No Brasil é possível encontrar uma miscigenação de raças e povos como em nenhum outro lugar do mundo. No entanto, com uma população com mais de 200 milhões de habitantes, as crenças religiosas se firmaram em torno de duas principais: católica e evangélica.

O país brasileiro é aquele que concentra o maior número de adeptos do catolicismo no mundo, no entanto, a igreja sofreu quedas acentuadas de fiéis nos últimos 40 anos. Em 1970 registrava-se que 91,8% dos brasileiros eram católicos, em 2010, segundo o IBGE, o porcentual passou a ser de 64,6%. Por outro lado, os evangélicos subiram de 5,2% em 1970 para 22,2% em 2010.

Em 2010, cerca de 15 milhões de brasileiros, ou 8% do total da população, declararam não possuir nenhuma crença. Não necessariamente uma pessoa que alega não seguir nenhuma instituição não crê em valores religiosos. Em matéria do portal G1, o antropólogo Rodrigo Toniol explica: “Quem se declara como sem religião é, sobretudo, jovem, com idade média de 26 anos. Eles não rejeitam valores religiosos, mas sim a institucionalidade ou até mesmo a mediação de sacerdotes de uma igreja, por exemplo”, afirma o estudioso.

Apesar do aumento nos declarados “sem religião” e no retrocesso do catolicismo no Brasil, a religião ainda assume um papel de destaque nas famílias brasileiras.
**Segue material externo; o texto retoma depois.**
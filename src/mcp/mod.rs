//! MCP server exposing the task-tree parsers and a user's stored tree.

mod types;

pub use types::*;

use rmcp::{
    handler::server::{tool::ToolRouter, wrapper::Parameters},
    model::{CallToolResult, Content, ServerInfo},
    tool, tool_handler, tool_router, ErrorData as McpError, ServerHandler, ServiceExt,
};
use serde::Serialize;

use crate::models::{ActionExtraction, MergeTreeInput};
use crate::parser::{has_task_tree_structure, parse_task_tree, render_task_tree};
use crate::service::{ServiceError, TreeService};

#[derive(Clone)]
pub struct McpServer {
    tree: TreeService,
    tool_router: ToolRouter<Self>,
}

fn mcp_error(e: ServiceError) -> McpError {
    match e {
        ServiceError::NotFound(_) | ServiceError::BadRequest(_) | ServiceError::Tree(_) => {
            McpError::invalid_params(e.to_string(), None)
        }
        ServiceError::Prompt(_) | ServiceError::Storage(_) => McpError::internal_error(e.to_string(), None),
    }
}

fn json_result<T: Serialize>(value: &T) -> Result<CallToolResult, McpError> {
    let json = serde_json::to_string_pretty(value)
        .map_err(|e| McpError::internal_error(e.to_string(), None))?;
    Ok(CallToolResult::success(vec![Content::text(json)]))
}

impl McpServer {
    pub fn new(tree: TreeService) -> Self {
        Self {
            tree,
            tool_router: Self::tool_router(),
        }
    }

    fn parse(text: &str) -> ParsedTreeResponse {
        let has_structure = has_task_tree_structure(text);
        let nodes = if has_structure {
            parse_task_tree(text)
        } else {
            Vec::new()
        };
        ParsedTreeResponse {
            has_structure,
            node_count: nodes.iter().map(|n| n.subtree_len()).sum(),
            rendered: render_task_tree(&nodes),
            nodes,
        }
    }

    fn outline(&self, user_id: &str, include_archived: bool) -> Result<String, McpError> {
        let nodes = self
            .tree
            .get_forest(user_id, include_archived)
            .map_err(mcp_error)?;
        if nodes.is_empty() {
            return Ok(format!("No tasks yet for {}", user_id.trim()));
        }
        Ok(render_task_tree(&nodes))
    }

    fn merge(&self, req: MergeTaskTreeRequest) -> Result<MergeSummary, McpError> {
        let response = self
            .tree
            .merge_proposal(
                &req.user_id,
                MergeTreeInput {
                    parent_id: req.parent_id,
                    nodes: Vec::new(),
                    text: Some(req.text),
                },
            )
            .map_err(mcp_error)?;
        Ok(MergeSummary {
            nothing_found: response.nothing_found,
            inserted_count: response.inserted.iter().map(|n| n.subtree_len()).sum(),
            rendered: render_task_tree(&response.inserted),
        })
    }

    // ============================================================
    // Test helpers - expose tool logic for testing
    // ============================================================

    pub fn test_parse_task_tree(&self, text: &str) -> ParsedTreeResponse {
        Self::parse(text)
    }

    pub fn test_get_task_tree(&self, user_id: &str) -> Result<String, McpError> {
        self.outline(user_id, false)
    }

    pub fn test_extract_actions(&self, user_id: &str, text: &str) -> Result<ActionExtraction, McpError> {
        self.tree.extract_actions(user_id, text).map_err(mcp_error)
    }

    pub fn test_merge_task_tree(
        &self,
        user_id: &str,
        text: &str,
        parent_id: Option<&str>,
    ) -> Result<MergeSummary, McpError> {
        self.merge(MergeTaskTreeRequest {
            user_id: user_id.to_string(),
            text: text.to_string(),
            parent_id: parent_id.map(str::to_string),
        })
    }
}

#[tool_router]
impl McpServer {
    #[tool(
        description = "Parse LLM output into a task tree without saving it. Understands 'Type: Title' lines (Goal, Project, Milestone, Task) either drawn with tree glyphs (├── └── │) or listed flat. Text with fewer than two type markers is treated as prose and returns no nodes. Returns: has_structure, node_count, nodes (nested), and a normalized glyph rendering."
    )]
    async fn parse_task_tree(
        &self,
        params: Parameters<ParseTaskTreeRequest>,
    ) -> Result<CallToolResult, McpError> {
        json_result(&Self::parse(&params.0.text))
    }

    #[tool(
        description = "Show a user's stored task tree as a glyph outline (Goal ⊃ Project ⊃ Milestone ⊃ Task). Archived nodes are hidden unless include_archived is true."
    )]
    async fn get_task_tree(
        &self,
        params: Parameters<GetTaskTreeRequest>,
    ) -> Result<CallToolResult, McpError> {
        let req = params.0;
        let outline = self.outline(&req.user_id, req.include_archived)?;
        Ok(CallToolResult::success(vec![Content::text(outline)]))
    }

    #[tool(
        description = "Strip [ADD_GOAL|ADD_PROJECT|ADD_MILESTONE|ADD_TASK|ADD_MEMO:...] tags from assistant text and resolve them against the user's tree. Parent titles match fuzzily; an add aimed at the wrong level is re-typed to fit its parent; unresolvable tags are dropped. Nothing is applied. Returns: display_text and the proposed actions."
    )]
    async fn extract_actions(
        &self,
        params: Parameters<ExtractActionsRequest>,
    ) -> Result<CallToolResult, McpError> {
        let req = params.0;
        let extraction = self
            .tree
            .extract_actions(&req.user_id, &req.text)
            .map_err(mcp_error)?;
        json_result(&extraction)
    }

    #[tool(
        description = "Parse task tree text and add it to the user's stored tree, as new roots or under parent_id. When nothing parses the tree is unchanged and nothing_found is true. Side effect: inserts nodes."
    )]
    async fn merge_task_tree(
        &self,
        params: Parameters<MergeTaskTreeRequest>,
    ) -> Result<CallToolResult, McpError> {
        json_result(&self.merge(params.0)?)
    }
}

#[tool_handler]
impl ServerHandler for McpServer {
    fn get_info(&self) -> ServerInfo {
        ServerInfo {
            server_info: rmcp::model::Implementation {
                name: "timeturn".into(),
                version: env!("CARGO_PKG_VERSION").into(),
                title: None,
                icons: None,
                website_url: None,
            },
            capabilities: rmcp::model::ServerCapabilities::builder()
                .enable_tools()
                .build(),
            instructions: Some(
                r#"TimeTurn stores each user's goals as a task tree and reads the tree-shaped text an LLM writes.

HIERARCHY:
  Goal ⊃ Project ⊃ Milestone ⊃ Task
Tasks are leaves. Nodes are archived, never deleted.

TREE TEXT:
  Goal: 英語上達
  ├── Project: リスニング強化
  │   └── Task: 毎日15分シャドーイング
  └── Project: スピーキング
Flat 'Type: Title' lines without glyphs also work; nesting then follows the type order.

TOOLS:
- parse_task_tree: preview what a piece of text parses into
- get_task_tree: read a user's current tree
- extract_actions: preview the edits a mini-chat reply proposes
- merge_task_tree: save parsed text into a user's tree"#
                    .into(),
            ),
            ..Default::default()
        }
    }
}

pub async fn run_stdio_server(tree: TreeService) -> anyhow::Result<()> {
    use tokio::io::{stdin, stdout};

    tracing::info!("Starting MCP server via stdio");

    let service = McpServer::new(tree);
    let server = service.serve((stdin(), stdout())).await?;

    let quit_reason = server.waiting().await?;
    tracing::info!("MCP server stopped: {:?}", quit_reason);

    Ok(())
}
Sua presença é inclusive sentida em questões do âmbito político, vista como uma bandeira levantada pelos candidatos sempre que eleições tomam o lugar das manchetes e pautas como aborto e casamento gay correm o território nacional.

Ainda haverá tempo para que o novo papa Francisco consiga converter mais fiéis, mas para comprovar a força da religião como um centralizador de discussões atuais, um estudo recente, encomendado pela Intel, revelou que o Brasil é o país que mais discute religião por dispositivos móveis. A pesquisa indicou que 39% dos entrevistados falam e postam sobre o tema com frequência na web.